Check every line below for the word "Returns" and show those that hold it.

The input —
[Start of Attachment]

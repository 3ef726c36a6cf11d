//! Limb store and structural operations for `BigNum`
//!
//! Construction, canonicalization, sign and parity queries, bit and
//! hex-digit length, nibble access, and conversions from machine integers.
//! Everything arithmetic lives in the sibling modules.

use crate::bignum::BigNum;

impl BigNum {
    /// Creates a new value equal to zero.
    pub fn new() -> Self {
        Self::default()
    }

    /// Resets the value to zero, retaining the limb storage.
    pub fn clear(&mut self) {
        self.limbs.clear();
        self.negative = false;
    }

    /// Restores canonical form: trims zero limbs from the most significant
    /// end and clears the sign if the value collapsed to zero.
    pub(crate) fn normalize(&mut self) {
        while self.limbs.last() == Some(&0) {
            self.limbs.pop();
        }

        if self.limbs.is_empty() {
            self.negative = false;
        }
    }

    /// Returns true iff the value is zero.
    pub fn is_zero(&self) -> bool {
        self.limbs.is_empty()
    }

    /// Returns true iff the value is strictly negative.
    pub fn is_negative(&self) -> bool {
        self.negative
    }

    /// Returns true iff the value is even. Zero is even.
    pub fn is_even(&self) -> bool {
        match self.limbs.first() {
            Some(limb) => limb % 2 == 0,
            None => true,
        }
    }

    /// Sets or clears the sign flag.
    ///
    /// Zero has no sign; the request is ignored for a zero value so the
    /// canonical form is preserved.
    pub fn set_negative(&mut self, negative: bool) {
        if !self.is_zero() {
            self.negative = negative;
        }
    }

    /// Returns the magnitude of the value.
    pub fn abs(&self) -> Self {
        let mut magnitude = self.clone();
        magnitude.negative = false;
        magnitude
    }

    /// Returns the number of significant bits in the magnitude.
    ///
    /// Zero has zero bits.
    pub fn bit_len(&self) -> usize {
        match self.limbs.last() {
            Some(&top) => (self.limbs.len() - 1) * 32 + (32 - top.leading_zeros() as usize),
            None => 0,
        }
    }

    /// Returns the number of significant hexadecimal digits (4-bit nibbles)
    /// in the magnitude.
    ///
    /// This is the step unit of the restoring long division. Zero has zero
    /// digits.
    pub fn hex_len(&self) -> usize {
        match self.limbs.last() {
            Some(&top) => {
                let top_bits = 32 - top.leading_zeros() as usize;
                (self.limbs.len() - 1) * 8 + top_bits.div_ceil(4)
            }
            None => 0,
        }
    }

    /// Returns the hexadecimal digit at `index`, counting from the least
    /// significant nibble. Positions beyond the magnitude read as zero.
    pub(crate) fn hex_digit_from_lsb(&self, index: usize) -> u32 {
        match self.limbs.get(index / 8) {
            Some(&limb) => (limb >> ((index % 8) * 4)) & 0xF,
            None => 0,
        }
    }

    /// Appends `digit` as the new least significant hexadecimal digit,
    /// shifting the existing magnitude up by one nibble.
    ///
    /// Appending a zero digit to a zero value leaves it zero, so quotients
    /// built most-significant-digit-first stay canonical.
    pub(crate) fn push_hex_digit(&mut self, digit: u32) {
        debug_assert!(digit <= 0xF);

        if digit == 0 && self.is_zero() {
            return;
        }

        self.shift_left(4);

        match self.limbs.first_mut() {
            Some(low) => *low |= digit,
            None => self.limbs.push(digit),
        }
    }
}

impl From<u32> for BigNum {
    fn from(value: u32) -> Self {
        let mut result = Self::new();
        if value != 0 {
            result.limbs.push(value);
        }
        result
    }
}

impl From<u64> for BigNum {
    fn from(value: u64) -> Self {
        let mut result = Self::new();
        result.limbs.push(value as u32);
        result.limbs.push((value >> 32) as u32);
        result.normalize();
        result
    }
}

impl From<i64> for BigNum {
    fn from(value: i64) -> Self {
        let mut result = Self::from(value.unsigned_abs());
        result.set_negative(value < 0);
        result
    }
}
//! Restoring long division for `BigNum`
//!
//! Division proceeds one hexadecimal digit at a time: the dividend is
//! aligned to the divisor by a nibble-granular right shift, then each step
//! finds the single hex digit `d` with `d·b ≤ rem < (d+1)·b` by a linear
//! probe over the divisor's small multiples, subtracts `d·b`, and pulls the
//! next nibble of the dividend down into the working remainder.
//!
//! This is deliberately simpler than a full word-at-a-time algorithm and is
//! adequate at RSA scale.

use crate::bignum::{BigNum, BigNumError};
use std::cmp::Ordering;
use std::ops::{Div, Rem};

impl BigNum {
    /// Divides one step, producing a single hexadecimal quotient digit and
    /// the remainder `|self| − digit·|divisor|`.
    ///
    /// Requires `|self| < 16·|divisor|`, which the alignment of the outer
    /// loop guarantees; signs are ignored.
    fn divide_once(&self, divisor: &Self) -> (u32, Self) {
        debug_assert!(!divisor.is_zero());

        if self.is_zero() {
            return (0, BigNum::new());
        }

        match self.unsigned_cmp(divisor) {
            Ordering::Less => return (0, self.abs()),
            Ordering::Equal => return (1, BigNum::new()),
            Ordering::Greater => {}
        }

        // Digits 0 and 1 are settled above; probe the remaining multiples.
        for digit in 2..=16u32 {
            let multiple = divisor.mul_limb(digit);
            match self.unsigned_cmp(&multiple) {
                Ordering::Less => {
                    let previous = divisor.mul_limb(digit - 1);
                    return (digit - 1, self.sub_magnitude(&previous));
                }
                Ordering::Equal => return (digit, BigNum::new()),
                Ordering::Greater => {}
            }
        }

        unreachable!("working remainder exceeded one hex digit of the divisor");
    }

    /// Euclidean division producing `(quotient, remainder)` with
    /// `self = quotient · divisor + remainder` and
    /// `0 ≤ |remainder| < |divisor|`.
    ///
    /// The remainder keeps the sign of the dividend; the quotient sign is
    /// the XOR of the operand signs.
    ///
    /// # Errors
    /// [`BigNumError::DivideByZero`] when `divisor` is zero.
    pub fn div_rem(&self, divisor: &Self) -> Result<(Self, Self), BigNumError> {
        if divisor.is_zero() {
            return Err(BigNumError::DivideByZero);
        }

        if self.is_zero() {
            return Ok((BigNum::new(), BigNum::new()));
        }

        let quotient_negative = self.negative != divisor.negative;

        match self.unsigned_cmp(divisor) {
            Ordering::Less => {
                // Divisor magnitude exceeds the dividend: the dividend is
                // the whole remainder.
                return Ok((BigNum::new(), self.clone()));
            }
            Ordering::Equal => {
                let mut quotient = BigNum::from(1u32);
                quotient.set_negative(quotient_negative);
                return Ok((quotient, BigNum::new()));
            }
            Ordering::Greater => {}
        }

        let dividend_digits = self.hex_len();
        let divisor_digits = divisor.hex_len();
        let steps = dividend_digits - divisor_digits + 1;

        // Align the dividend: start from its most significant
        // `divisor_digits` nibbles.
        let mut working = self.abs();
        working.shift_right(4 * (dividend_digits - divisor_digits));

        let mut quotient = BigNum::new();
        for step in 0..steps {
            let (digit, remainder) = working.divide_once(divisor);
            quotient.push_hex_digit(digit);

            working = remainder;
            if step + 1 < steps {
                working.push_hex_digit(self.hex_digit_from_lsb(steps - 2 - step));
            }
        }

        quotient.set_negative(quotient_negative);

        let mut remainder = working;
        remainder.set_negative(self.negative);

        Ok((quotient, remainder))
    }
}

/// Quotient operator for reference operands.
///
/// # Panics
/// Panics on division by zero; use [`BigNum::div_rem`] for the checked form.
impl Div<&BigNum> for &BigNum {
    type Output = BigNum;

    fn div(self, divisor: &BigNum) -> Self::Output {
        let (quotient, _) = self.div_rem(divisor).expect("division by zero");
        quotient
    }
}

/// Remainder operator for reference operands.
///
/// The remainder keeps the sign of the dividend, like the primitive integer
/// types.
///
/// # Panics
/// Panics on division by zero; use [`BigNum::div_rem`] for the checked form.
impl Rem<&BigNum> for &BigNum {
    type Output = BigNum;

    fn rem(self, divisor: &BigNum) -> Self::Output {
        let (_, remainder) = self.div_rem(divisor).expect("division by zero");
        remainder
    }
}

[End of Attachment]

Answer to this problem —
    /// Returns true iff the value is zero.
    /// Returns true iff the value is strictly negative.
    /// Returns true iff the value is even. Zero is even.
    /// Returns the magnitude of the value.
    /// Returns the number of significant bits in the magnitude.
    /// Returns the number of significant hexadecimal digits (4-bit nibbles)
    /// Returns the hexadecimal digit at `index`, counting from the least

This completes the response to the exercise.